> **BRIEF**
Whenever a line below includes the word "struct", copy that line.

### MATERIAL SHOWN ###

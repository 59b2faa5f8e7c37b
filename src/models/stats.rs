//! Aggregate response shapes.
//!
//! Field names are contractual for the presentation layer, camelCase on
//! the wire. Every rate field is a percentage in [0, 100] rounded to two
//! decimals, 0.0 when its denominator is zero.

use serde::{Deserialize, Serialize};
use std::collections::BTreeMap;

use super::{FactionId, HeroId, MatchFormat, MatchType};

/// Per-faction game statistics.
#[derive(Debug, Clone, PartialEq, Serialize, Deserialize)]
#[serde(rename_all = "camelCase")]
pub struct FactionStat {
    pub faction_id: FactionId,
    pub faction_name: String,
    pub faction_color: String,
    pub total_games: u32,
    pub wins: u32,
    pub losses: u32,
    pub draws: u32,
    pub win_rate: f64,
    pub tournament_games: u32,
    pub friendly_games: u32,
}

/// Per-hero win-rate statistics, with independent tournament/friendly rates.
#[derive(Debug, Clone, PartialEq, Serialize, Deserialize)]
#[serde(rename_all = "camelCase")]
pub struct HeroWinRate {
    pub hero_id: HeroId,
    pub hero_name: String,
    pub faction_name: String,
    pub faction_color: String,
    pub total_games: u32,
    pub wins: u32,
    pub losses: u32,
    pub draws: u32,
    pub win_rate: f64,
    pub tournament_win_rate: f64,
    pub friendly_win_rate: f64,
}

/// One hero-vs-opponent-hero pairing record.
#[derive(Debug, Clone, PartialEq, Serialize, Deserialize)]
#[serde(rename_all = "camelCase")]
pub struct Matchup {
    pub opponent_hero_id: HeroId,
    pub opponent_hero_name: String,
    pub opponent_faction_name: String,
    pub opponent_faction_color: String,
    pub games_played: u32,
    pub wins: u32,
    pub losses: u32,
    pub draws: u32,
    pub win_rate: f64,
}

/// A hero's overall record plus its best and worst opponent pairings.
#[derive(Debug, Clone, PartialEq, Serialize, Deserialize)]
#[serde(rename_all = "camelCase")]
pub struct HeroMatchupStat {
    pub hero_id: HeroId,
    pub hero_name: String,
    pub faction_name: String,
    pub faction_color: String,
    pub total_games: u32,
    pub win_rate: f64,
    pub total_wins: u32,
    pub total_losses: u32,
    pub total_draws: u32,
    pub best_matchups: Vec<Matchup>,
    pub worst_matchups: Vec<Matchup>,
}

/// Match-level summary for one match type.
#[derive(Debug, Clone, PartialEq, Serialize, Deserialize)]
#[serde(rename_all = "camelCase")]
pub struct TypeSummary {
    pub match_type: MatchType,
    pub total_matches: u32,
    pub total_games: u32,
    pub average_games_per_match: f64,
    /// Fraction of matches (not games) won, as a percentage.
    pub win_rate: f64,
    pub most_played_format: MatchFormat,
    pub format_breakdown: BTreeMap<MatchFormat, u32>,
}

impl TypeSummary {
    /// Well-formed zero record for a type with no qualifying matches.
    /// Numeric fields are 0 and mostPlayedFormat falls back to BO1 so
    /// consumers never branch on missing fields.
    pub fn empty(match_type: MatchType) -> Self {
        Self {
            match_type,
            total_matches: 0,
            total_games: 0,
            average_games_per_match: 0.0,
            win_rate: 0.0,
            most_played_format: MatchFormat::Bo1,
            format_breakdown: BTreeMap::new(),
        }
    }
}

/// Combined summary across both match types.
#[derive(Debug, Clone, PartialEq, Serialize, Deserialize)]
#[serde(rename_all = "camelCase")]
pub struct CombinedSummary {
    pub matches: u32,
    pub games: u32,
    pub win_rate: f64,
    pub unique_formats_count: u32,
}

/// Full match-type breakdown response.
#[derive(Debug, Clone, PartialEq, Serialize, Deserialize)]
#[serde(rename_all = "camelCase")]
pub struct MatchTypeStats {
    pub tournament: TypeSummary,
    pub friendly: TypeSummary,
    pub total: CombinedSummary,
}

###

> **TASK OUTPUT**
pub struct FactionStat {
pub struct HeroWinRate {
pub struct Matchup {
pub struct HeroMatchupStat {
pub struct TypeSummary {
pub struct CombinedSummary {
pub struct MatchTypeStats {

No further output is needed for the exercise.